Jimmy Kimmel has a hysterical ‘taste test’ segment on this posted at ‘The Blaze’...
I buy my 18oz bags of whole bean at Cost Plus World Market.
they have a “club”... get points for every bag purchased. On Wednesdays they double the points. They just had a buy-one-get-one free bag promotion.
Burr grinder each morning, a 12-cup coffee press... FAR better than CHARbucks and for only pennies on their dollar.
Anyone know if people are actually buying this 7.00 java?
BTW: new show for us “coffee snobs” (as I’ve been called by some friends... :) )...
Dangerous Grounds on (I think) the Travel Channel.
A total nut, the owner of La Columbe coffee shops in NY (Todd Charmichael, I think his name is) travels the world to buy beans directly from the growers. The guy is a type AAAAAAA+ dude and it’s really fun and entertaining (well, to me, at least)

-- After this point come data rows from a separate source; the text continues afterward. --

use anyhow::{bail, Context, Result};
use miner::conf::MinerConfig;
use serde::{Deserialize, Serialize};
use std::collections::HashMap;
use std::path::{Path, PathBuf};

use crate::filter::LineFilter;

#[derive(Debug, Clone, Deserialize, Serialize)]
#[serde(default)]
pub struct MeasureConfig {
    /// Labeled corpus that stands in for the log database.
    pub corpus_path: String,
    pub sample_from: SampleFrom,
    /// Selection rules for test lines (train lines too, for cross validation)
    pub sample_rules: String,
    pub sample_train_rules: String,
    pub train_sample_method: TrainSampleMethod,
    pub train_size: usize,
    pub train_trials: usize,
    pub cross_k: usize,
    /// Pre-labeled test corpus for `sample_from = "file"`
    pub sample_from_file: String,
    pub seed: u64,
    /// Directory receiving per-trial models
    pub model_dir: String,
    /// Upper bound on concurrently running measurements
    pub parallelism: usize,
    /// Area name to member hosts, for the `area=` rule
    pub areas: HashMap<String, Vec<String>>,
    pub logging: LoggingConfig,
    pub miner: MinerConfig,
}

#[derive(Debug, Clone, Copy, PartialEq, Eq, Deserialize, Serialize)]
#[serde(rename_all = "lowercase")]
pub enum SampleFrom {
    Cross,
    Diff,
    File,
}

#[derive(Debug, Clone, Copy, PartialEq, Eq, Deserialize, Serialize)]
#[serde(rename_all = "lowercase")]
pub enum TrainSampleMethod {
    All,
    Random,
}

impl std::str::FromStr for TrainSampleMethod {
    type Err = String;

    fn from_str(s: &str) -> std::result::Result<Self, Self::Err> {
        match s {
            "all" => Ok(TrainSampleMethod::All),
            "random" => Ok(TrainSampleMethod::Random),
            other => Err(format!("unknown train sample method: {}", other)),
        }
    }
}

#[derive(Debug, Clone, Deserialize, Serialize)]
pub struct LoggingConfig {
    pub level: String,
    pub format: LogFormat,
}

#[derive(Debug, Clone, Copy, PartialEq, Eq, Deserialize, Serialize)]
#[serde(rename_all = "lowercase")]
pub enum LogFormat {
    Json,
    Pretty,
}

impl MeasureConfig {
    /// Load configuration from measure.toml and environment variables
    pub fn load() -> Result<Self> {
        Self::build(None)
    }

    /// Same layering as `load`, with an explicit (required) config file.
    pub fn from_file(path: impl AsRef<Path>) -> Result<Self> {
        Self::build(Some(path.as_ref()))
    }

    fn build(file: Option<&Path>) -> Result<Self> {
        dotenvy::dotenv().ok();

        let defaults = config::Config::try_from(&MeasureConfig::default())
            .context("Failed to serialize default configuration")?;

        let mut builder = config::Config::builder().add_source(defaults);

        match file {
            Some(path) => {
                builder = builder.add_source(config::File::from(path).required(true));
            }
            None => {
                for path in ["measure", "config/measure"] {
                    builder = builder.add_source(config::File::with_name(path).required(false));
                }
            }
        }

        // Nested keys use a double underscore: MEASURE_MINER__CRF__EPOCHS
        builder = builder.add_source(
            config::Environment::with_prefix("MEASURE")
                .separator("__")
                .try_parsing(true),
        );

        builder
            .build()
            .context("Failed to build configuration")?
            .try_deserialize()
            .context("Failed to deserialize configuration")
    }

    /// Validate configuration
    pub fn validate(&self) -> Result<()> {
        if self.parallelism == 0 {
            bail!("parallelism must be > 0");
        }
        if self.train_trials == 0 {
            bail!("train_trials must be > 0");
        }
        match self.sample_from {
            SampleFrom::Cross => {
                if self.cross_k < 2 {
                    bail!("cross_k must be at least 2");
                }
                if self.train_trials > self.cross_k {
                    bail!(
                        "train_trials ({}) is larger than cross_k ({})",
                        self.train_trials,
                        self.cross_k
                    );
                }
            }
            SampleFrom::Diff | SampleFrom::File => {
                if self.train_sample_method == TrainSampleMethod::Random && self.train_size == 0 {
                    bail!("train_size must be > 0 for random train sampling");
                }
                LineFilter::parse(&self.sample_train_rules).context("Invalid sample_train_rules")?;
            }
        }
        if self.sample_from == SampleFrom::File && self.sample_from_file.is_empty() {
            bail!("sample_from_file is required when sample_from = \"file\"");
        }
        // File mode still trains on lines from the corpus.
        if self.corpus_path.is_empty() {
            bail!("corpus_path must not be empty");
        }
        LineFilter::parse(&self.sample_rules).context("Invalid sample_rules")?;
        self.miner.validate().map_err(anyhow::Error::msg)?;
        Ok(())
    }

    /// Model file for one trial of this measurement.
    pub fn trial_model_path(&self, trial: usize) -> PathBuf {
        let base = Path::new(&self.miner.crf.model_filename)
            .file_name()
            .map(|n| n.to_string_lossy().into_owned())
            .unwrap_or_else(|| "crf_model".to_string());
        Path::new(&self.model_dir).join(format!("{}.{}", base, trial))
    }
}

impl Default for MeasureConfig {
    fn default() -> Self {
        Self {
            corpus_path: "corpus.jsonl".to_string(),
            sample_from: SampleFrom::Cross,
            sample_rules: String::new(),
            sample_train_rules: String::new(),
            train_sample_method: TrainSampleMethod::Random,
            train_size: 1000,
            train_trials: 10,
            cross_k: 10,
            sample_from_file: String::new(),
            seed: 0,
            model_dir: "models".to_string(),
            parallelism: 4,
            areas: HashMap::new(),
            logging: LoggingConfig::default(),
            miner: MinerConfig::default(),
        }
    }
}

impl Default for LoggingConfig {
    fn default() -> Self {
        Self {
            level: "measure=info,miner=info".to_string(),
            format: LogFormat::Pretty,
        }
    }
}

#[cfg(test)]
mod tests {
    use super::*;

    fn write_conf(name: &str, body: &str) -> PathBuf {
        let dir = std::env::temp_dir().join(format!("measure-conf-{}-{}", name, std::process::id()));
        std::fs::create_dir_all(&dir).unwrap();
        let path = dir.join("measure.toml");
        std::fs::write(&path, body).unwrap();
        path
    }

    #[test]
    fn test_default_config_is_valid() {
        MeasureConfig::default().validate().unwrap();
    }

    #[test]
    fn test_file_overrides_defaults() {
        let path = write_conf(
            "override",
            r#"
sample_from = "diff"
sample_rules = "top_date=2020-01-02"
sample_train_rules = "end_date=2020-01-01"
train_sample_method = "all"

[miner.crf]
epochs = 3
"#,
        );
        let conf = MeasureConfig::from_file(&path).unwrap();
        assert_eq!(conf.sample_from, SampleFrom::Diff);
        assert_eq!(conf.train_sample_method, TrainSampleMethod::All);
        assert_eq!(conf.miner.crf.epochs, 3);
        assert_eq!(conf.cross_k, 10);
        assert_eq!(conf.miner.variable_symbol, "**");
        conf.validate().unwrap();
    }

    #[test]
    fn test_missing_explicit_file_fails() {
        assert!(MeasureConfig::from_file("/nonexistent/measure.toml").is_err());
    }

    #[test]
    fn test_validate_rejects_more_trials_than_groups() {
        let conf = MeasureConfig {
            cross_k: 3,
            train_trials: 4,
            ..MeasureConfig::default()
        };
        let err = conf.validate().unwrap_err();
        assert!(err.to_string().contains("larger than cross_k"));
    }

    #[test]
    fn test_validate_rejects_bad_rules() {
        let conf = MeasureConfig {
            sample_rules: "colour=red".to_string(),
            ..MeasureConfig::default()
        };
        assert!(conf.validate().is_err());
    }

    #[test]
    fn test_validate_requires_corpus_for_every_mode() {
        let conf = MeasureConfig {
            corpus_path: String::new(),
            sample_from: SampleFrom::File,
            sample_from_file: "test.jsonl".to_string(),
            ..MeasureConfig::default()
        };
        let err = conf.validate().unwrap_err();
        assert!(err.to_string().contains("corpus_path"));
    }

    #[test]
    fn test_trial_model_path() {
        let mut conf = MeasureConfig::default();
        conf.model_dir = "/tmp/m".to_string();
        conf.miner.crf.model_filename = "out/crf_a".to_string();
        assert_eq!(conf.trial_model_path(2), PathBuf::from("/tmp/m/crf_a.2"));
    }
}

Starbucks is merely a business. What is truly dismaying is that there are people willing to pay $7 for a cup of coffee.
Not to me they won’t.
In fact, I have NEVER bought anything from Starbucks.............
And I thought my purchase of “Chock full o’Nuts” on sale for $2.50 was a bargain. :-)
I won’t pay $7 for a margarita, much less coffee.........
The dimocrats are hoping the $7 cup of coffee will go right along with $7 a gallon gasoline.
This is a recession thing. When people cannot afford much they “treat” themselves to something they can afford and feels like luxury. It helps them feel like they have some control over the world.
In the eighties among business peons it was calling in FedEx to deliver some meaningless paperwork. Cheap but made the caller feel important.
I can remember when a cup of coffee was 25 cents and so was a gallon of gasoline.
I can remember when a cup of coffee was 25 cents and so was a gallon of gasoline.
A friend of mine used to get coffee and a slice of “low fat” coffee cake. Turned out the coffee cake wasn't so low fat and it had enough sugar to wire her for weeks.
Vastly overpriced and overrated. Starbucks is a status symbol. Kinda like designer jeans. Why pay hundreds of dollars for some fru-fru designer's logo on your butt when you could get a pair of no mane jeans at Walmart for $15-$20?
I was a Latin American studies major in college and did a research project in Colombia one semester. As part of the trip we visited a number of coffee farms where coffee was grown and many plants where beans were roasted and ground etc. The coffee there was fantastic, despite them saying they exported their best beans. Also visited a coffee farm in Costa Rica about 15 years ago, Cafe Britt, and it was excellent. A coworker is actually going on a vacation to Costa Rica next week and i’ve given her $ to bring me some coffee back.
My new favorite show.
BTW, I’ve checked out his shop’s webpage. His most expensive coffee?... $13 per 12oz bag. Not bad considering the trouble he goes to to get it (I thought it’d be a hundred dollars a bag, or some silliness like that). I’m definitely going to try it. In fact, one of my coffee loving friends doesn’t know it yet, but he’s probably going to be getting a one year membership for Christmas, as soon as I try it.